Takao
Ono†
a,
Takanori
Ichiki
b and
Hiroyuki
Noji
*ac
aDepartment of Applied Chemistry, Graduate School of Engineering, The University of Tokyo, Japan. E-mail: hnoji@appchem.t.u-tokyo.ac.jp
bDepartment of Materials Engineering, Graduate School of Engineering, The University of Tokyo, Japan
cImPACT Program, Japan Science and Technology Agency, Saitama 332-0012, Japan
First published on 17th September 2018
Single-molecule digital enzyme assay using micron-sized droplet array is a promising analysis method to quantify biomolecules at extremely low concentrations. However, multiplex digital enzyme assays are still difficult to access because the best buffer conditions can vary largely among enzymes. In addition, the best conditions for flurogenic compounds to retain high quantum efficiency and to avoid leakage into the oil phase can be also very different. In this study, digital enzyme assay was performed using an array of nanometer-sized droplets of 200 aL volume, termed ‘nanocell’. Due to the small reaction volume, nanocell enhanced the accumulation rate of fluorescent products by a factor of 100 when compared with micron-sized reactors. Nanocell also enabled oil-free sealing of reactors: when flushed with an air flow, nanocell displayed water droplets under air, allowing enzymes to catalyze the reaction at the same rate as in oil-sealed reactors. Dual digital enzyme assay was also demonstrated using β-galactosidase and alkaline phosphatase (ALP) at pH 7.4, which is far from the optimum condition for ALP. Even under such a non-optimum condition, ALP molecules were successfully detected. Nanocell could largely expand the applicability of digital bioassay for enzymes under non-optimum conditions or enzymes of low turnover rate. The sealing of the reactor with air would also expand the applicability, allowing the use of fluorescent dyes that leak into oil.

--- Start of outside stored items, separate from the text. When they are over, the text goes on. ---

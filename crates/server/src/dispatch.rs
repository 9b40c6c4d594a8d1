//! Command dispatch.
//!
//! Decodes a request payload into a [`Command`], routes it to its executor
//! and wraps the outcome in an [`IpcResult`]. Every executor runs through
//! [`run`], which counts the invocation (and times it, for timed commands)
//! exactly once whether it succeeds or fails.

use crate::error::ExecutionResult;
use crate::handlers;
use crate::metrics;
use crate::state::ServerState;
use conduit_core::protocol::{
    GenerateBuildManifestFileListCommand, GetSealedDirectoryContentCommand, LogMessageCommand,
    MaterializeFileCommand, RegisterBuildManifestHashesCommand, ReportStatisticsCommand,
};
use conduit_core::{Command, IpcCommand, IpcResult};
use std::future::Future;
use tracing::{debug, warn};

/// Stateless router from payloads to executors.
#[derive(Clone)]
pub struct Dispatcher {
    state: ServerState,
}

impl Dispatcher {
    pub fn new(state: ServerState) -> Self {
        metrics::register_metrics();
        Self { state }
    }

    pub fn state(&self) -> &ServerState {
        &self.state
    }

    /// Execute one request payload.
    ///
    /// A payload that does not decode to a command yields an `invalid_input`
    /// result; it never panics.
    pub async fn execute(&self, payload: &[u8]) -> IpcResult {
        match Command::from_payload(payload) {
            Ok(command) => self.dispatch(command).await,
            Err(e) => {
                metrics::PROTOCOL_ERRORS.inc();
                warn!(error = %e, bytes = payload.len(), "malformed command payload");
                IpcResult::invalid_input(format!("failed to deserialize command: {e}"))
            }
        }
    }

    /// Execute a decoded command.
    ///
    /// # Panics
    ///
    /// Panics on [`Command::Unrecognized`]. Decoding never produces it, so
    /// only a caller constructing it directly can reach that arm.
    pub async fn dispatch(&self, command: Command) -> IpcResult {
        let state = &self.state;
        match command {
            Command::MaterializeFile(c) => {
                run::<MaterializeFileCommand, _>(handlers::materialize_file(state, c)).await
            }
            Command::RegisterBuildManifestHashes(c) => {
                run::<RegisterBuildManifestHashesCommand, _>(
                    handlers::register_build_manifest_hashes(state, c),
                )
                .await
            }
            Command::GenerateBuildManifestFileList(c) => {
                run::<GenerateBuildManifestFileListCommand, _>(
                    handlers::generate_build_manifest_file_list(state, c),
                )
                .await
            }
            Command::ReportStatistics(c) => {
                run::<ReportStatisticsCommand, _>(handlers::report_statistics(state, c)).await
            }
            Command::GetSealedDirectoryContent(c) => {
                run::<GetSealedDirectoryContentCommand, _>(
                    handlers::get_sealed_directory_content(state, c),
                )
                .await
            }
            Command::LogMessage(c) => {
                run::<LogMessageCommand, _>(handlers::log_message(state, c)).await
            }
            Command::Unrecognized => {
                panic!("contract violation: no executor for a well-formed command variant")
            }
        }
    }
}

async fn run<C, F>(executor: F) -> IpcResult
where
    C: IpcCommand,
    F: Future<Output = ExecutionResult<C::Output>>,
{
    metrics::COMMANDS_TOTAL.with_label_values(&[C::NAME]).inc();
    let timer = C::TIMED.then(|| {
        metrics::COMMAND_DURATION
            .with_label_values(&[C::NAME])
            .start_timer()
    });

    let result = executor.await;

    if let Some(timer) = timer {
        timer.observe_duration();
    }

    match result {
        Ok(output) => C::render_result(output),
        Err(e) => {
            metrics::COMMAND_FAILURES.with_label_values(&[C::NAME]).inc();
            debug!(command = C::NAME, error = %e, "command failed");
            IpcResult::execution_error(e.to_string())
        }
    }
}
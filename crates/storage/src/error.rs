//! Storage error types.

use thiserror::Error;

/// Errors returned by collaborators.
#[derive(Debug, Error)]
pub enum StorageError {
    #[error("not found: {0}")]
    NotFound(String),

    #[error("I/O error: {0}")]
    Io(#[from] std::io::Error),

    #[error("invalid key: {0}")]
    InvalidKey(String),

    #[error("corrupt entry: {0}")]
    Corrupt(String),

    #[error("unavailable: {0}")]
    Unavailable(String),

    #[error("configuration error: {0}")]
    Config(String),
}

/// Result type for storage operations.
pub type StorageResult<T> = std::result::Result<T, StorageError>;
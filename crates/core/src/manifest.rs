//! Build manifest entries and file lists.

use crate::hash::{ContentHash, HashType};
use serde::{Deserialize, Serialize};
use std::path::PathBuf;

/// A file a client wants a manifest hash for.
///
/// `build_manifest_hash` is `Unknown` on input. Resolution produces a new
/// entry with the hash filled in (or still `Unknown` when it failed); entries
/// are never updated in place.
#[derive(Clone, Debug, PartialEq, Eq, Serialize, Deserialize)]
pub struct BuildManifestEntry {
    pub drop_name: String,
    pub relative_path: String,
    pub source_hash: ContentHash,
    pub full_file_path: PathBuf,
    #[serde(default = "unknown_hash")]
    pub build_manifest_hash: ContentHash,
}

fn unknown_hash() -> ContentHash {
    ContentHash::Unknown
}

impl BuildManifestEntry {
    /// Create an unresolved entry.
    pub fn new(
        drop_name: impl Into<String>,
        relative_path: impl Into<String>,
        source_hash: ContentHash,
        full_file_path: impl Into<PathBuf>,
    ) -> Self {
        Self {
            drop_name: drop_name.into(),
            relative_path: relative_path.into(),
            source_hash,
            full_file_path: full_file_path.into(),
            build_manifest_hash: ContentHash::Unknown,
        }
    }

    /// Copy of this entry carrying the given manifest hash.
    pub fn with_build_manifest_hash(&self, hash: ContentHash) -> Self {
        Self {
            build_manifest_hash: hash,
            ..self.clone()
        }
    }

    /// Whether the entry carries a usable manifest hash.
    pub fn is_valid(&self) -> bool {
        self.build_manifest_hash.is_digest()
    }

    /// Whether the manifest hash was produced by the expected algorithm.
    pub fn is_valid_for(&self, manifest_hash_type: HashType) -> bool {
        self.build_manifest_hash.hash_type() == Some(manifest_hash_type)
    }
}

/// One line of a generated build manifest.
#[derive(Clone, Debug, PartialEq, Eq, Serialize, Deserialize)]
pub struct BuildManifestFile {
    pub relative_path: String,
    pub hash: ContentHash,
}

/// The generated file list of one drop, sorted by relative path.
#[derive(Clone, Debug, Default, PartialEq, Eq, Serialize, Deserialize)]
pub struct BuildManifestFileList {
    pub drop_name: String,
    pub files: Vec<BuildManifestFile>,
}

#[cfg(test)]
mod tests {
    use super::*;

    #[test]
    fn test_new_entry_is_unresolved() {
        let entry = BuildManifestEntry::new(
            "drop",
            "bin/tool.exe",
            ContentHash::compute(HashType::Blake3, b"tool"),
            "/out/bin/tool.exe",
        );
        assert!(!entry.is_valid());
        assert!(entry.build_manifest_hash.is_unknown());
    }

    #[test]
    fn test_with_hash_leaves_original_untouched() {
        let entry = BuildManifestEntry::new(
            "drop",
            "a.txt",
            ContentHash::compute(HashType::Blake3, b"a"),
            "/out/a.txt",
        );
        let manifest = ContentHash::compute(HashType::Sha256, b"a");
        let resolved = entry.with_build_manifest_hash(manifest);

        assert!(resolved.is_valid());
        assert!(resolved.is_valid_for(HashType::Sha256));
        assert!(!resolved.is_valid_for(HashType::Blake3));
        assert!(!entry.is_valid());
    }

    #[test]
    fn test_absent_manifest_hash_is_not_valid() {
        let entry = BuildManifestEntry::new("d", "x", ContentHash::AbsentFile, "/x")
            .with_build_manifest_hash(ContentHash::AbsentFile);
        assert!(!entry.is_valid());
    }
}
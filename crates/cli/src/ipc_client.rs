use anyhow::{Context, Result};
use conduit_core::protocol::{decode_frame, encode_frame};
use conduit_core::{Command, IpcCommand, IpcResult};
use futures::{SinkExt, StreamExt};
use std::path::{Path, PathBuf};
use std::time::Duration;
use tokio::net::UnixStream;
use tokio_util::codec::{Framed, LengthDelimitedCodec};

/// Largest response frame the client accepts (64 MiB).
pub const MAX_FRAME_BYTES: usize = 64 * 1024 * 1024;

/// Connection to a running server socket.
pub struct IpcClient {
    socket_path: PathBuf,
    conn: Framed<UnixStream, LengthDelimitedCodec>,
    next_id: u64,
}

impl IpcClient {
    /// Connect, retrying up to `max_retries` times while the socket is missing
    /// or refusing connections. Other errors fail at once.
    pub async fn connect(socket_path: &Path, max_retries: u32) -> Result<Self> {
        let stream = connect_with_retry(socket_path, max_retries).await?;
        Ok(Self::from_stream(socket_path, stream))
    }

    fn from_stream(socket_path: &Path, stream: UnixStream) -> Self {
        let codec = LengthDelimitedCodec::builder()
            .max_frame_length(MAX_FRAME_BYTES)
            .new_codec();
        Self {
            socket_path: socket_path.to_path_buf(),
            conn: Framed::new(stream, codec),
            next_id: 1,
        }
    }

    /// Send one command and wait for its result envelope.
    pub async fn request(&mut self, command: Command) -> Result<IpcResult> {
        let request_id = self.next_id;
        self.next_id += 1;

        let payload = command
            .to_payload()
            .context("failed to serialize command")?;
        self.conn
            .send(encode_frame(request_id, &payload))
            .await
            .with_context(|| format!("failed to send to {}", self.socket_path.display()))?;

        loop {
            let frame = self
                .conn
                .next()
                .await
                .ok_or_else(|| anyhow::anyhow!("server closed the connection"))?
                .context("failed to read response frame")?;
            let (id, body) = decode_frame(&frame)?;
            if id != request_id {
                tracing::debug!(id, expected = request_id, "ignoring response for other request");
                continue;
            }
            return IpcResult::from_bytes(body).context("malformed response envelope");
        }
    }

    /// Send a typed command and decode its output.
    ///
    /// A result with `succeeded=false` becomes an error carrying the server's
    /// status and description.
    pub async fn send<C: IpcCommand>(&mut self, command: C) -> Result<C::Output> {
        let result = self.request(command.into()).await?;
        if !result.succeeded() {
            anyhow::bail!(
                "{} failed ({:?}): {}",
                C::NAME,
                result.status(),
                result.error().unwrap_or("no error description")
            );
        }
        result
            .into_output::<C>()
            .map_err(|e| anyhow::anyhow!("invalid {} output: {e}", C::NAME))
    }
}

async fn connect_with_retry(socket_path: &Path, max_retries: u32) -> Result<UnixStream> {
    let mut attempt = 0;

    loop {
        match UnixStream::connect(socket_path).await {
            Ok(stream) => return Ok(stream),
            Err(e) if is_transient(&e) && attempt < max_retries => {
                attempt += 1;
                // 100ms, 200ms, ... 6.4s
                let delay = Duration::from_millis(100 << (attempt - 1).min(6));
                tracing::debug!(
                    socket = %socket_path.display(),
                    error = %e,
                    delay_ms = delay.as_millis() as u64,
                    "server not reachable, retrying"
                );
                tokio::time::sleep(delay).await;
            }
            Err(e) => {
                return Err(e)
                    .with_context(|| format!("failed to connect to {}", socket_path.display()));
            }
        }
    }
}

fn is_transient(error: &std::io::Error) -> bool {
    matches!(
        error.kind(),
        std::io::ErrorKind::NotFound | std::io::ErrorKind::ConnectionRefused
    )
}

Single-molecule detection by microcompartmentalization is one of the most widely used applications of micro/nano devices for bioanalysis. A classic experiment for single-molecule detection with microreactors is DNA detection by PCR, where a DNA solution is partitioned into microwells so that zero, one or more DNA molecules are compartmentalized in the microwells. After PCR amplification, the number of DNA molecules in the original solution is determined from the counts of microwells giving a positive signal from amplicons.21 Due to the exponential amplification of PCR, single-molecule digital PCR does not require very small reactors, and, therefore, many formats of digital PCR have already been reported.22–24
On the other hand, single-molecule enzyme assay had to wait to be realized until regularly shaped micrometer-sized reactors became available. This is because output of enzymes, typically a signal from reaction product, increases linearly with time developed, and has to be highly condensed in a micrometer-sized reactor with a volume of a few femtoliters (1 fL = 10−15 L).25 In a typical protocol, enzymes are encapsulated in micron-sized reactors with a fluorogenic substrate that is hydrolyzed upon catalysis to generate a fluorescent reaction product. When the concentration of the enzyme is very low, most of the microreactors entrap none or only one molecule of enzyme stochastically. In such conditions, one can count the absolute number of entrapped enzymes as the number of the fluorescent reactors, after binarizing the fluorescent signal of reactors into positive and negative ones. Thus, these methods including digital PCR are referred as to “digital counting” or “digital bioassays”.17,26
In recent years, use of digital bioassays for protein detection has been expanding to detect non-enzyme molecules.4,5,9,27,28 One of the most actively studied methods is digital enzyme-linked immunosorbent assay (digital ELISA).27,28 In typical protocol for digital ELISA, target non-enzyme molecules are recognized by enzyme-conjugated antibodies and individually encapsulated into micron-sized reactors with fluorogenic substrates for the conjugated enzyme. The concentration of the target molecule is then determined by counting fluorescent reactors. Compared to conventional ELISA, digital ELISA markedly improves the limit of detection down to femto- or attomolar range. In theory, digital ELISA should not have a limitation in detection sensitivity as do other digital bioassays when having no false-positive signal. However, in reality, false-positive signal due to nonspecific adsorption of enzyme-conjugated antibody predominantly limits the detection sensitivity of digital ELISA.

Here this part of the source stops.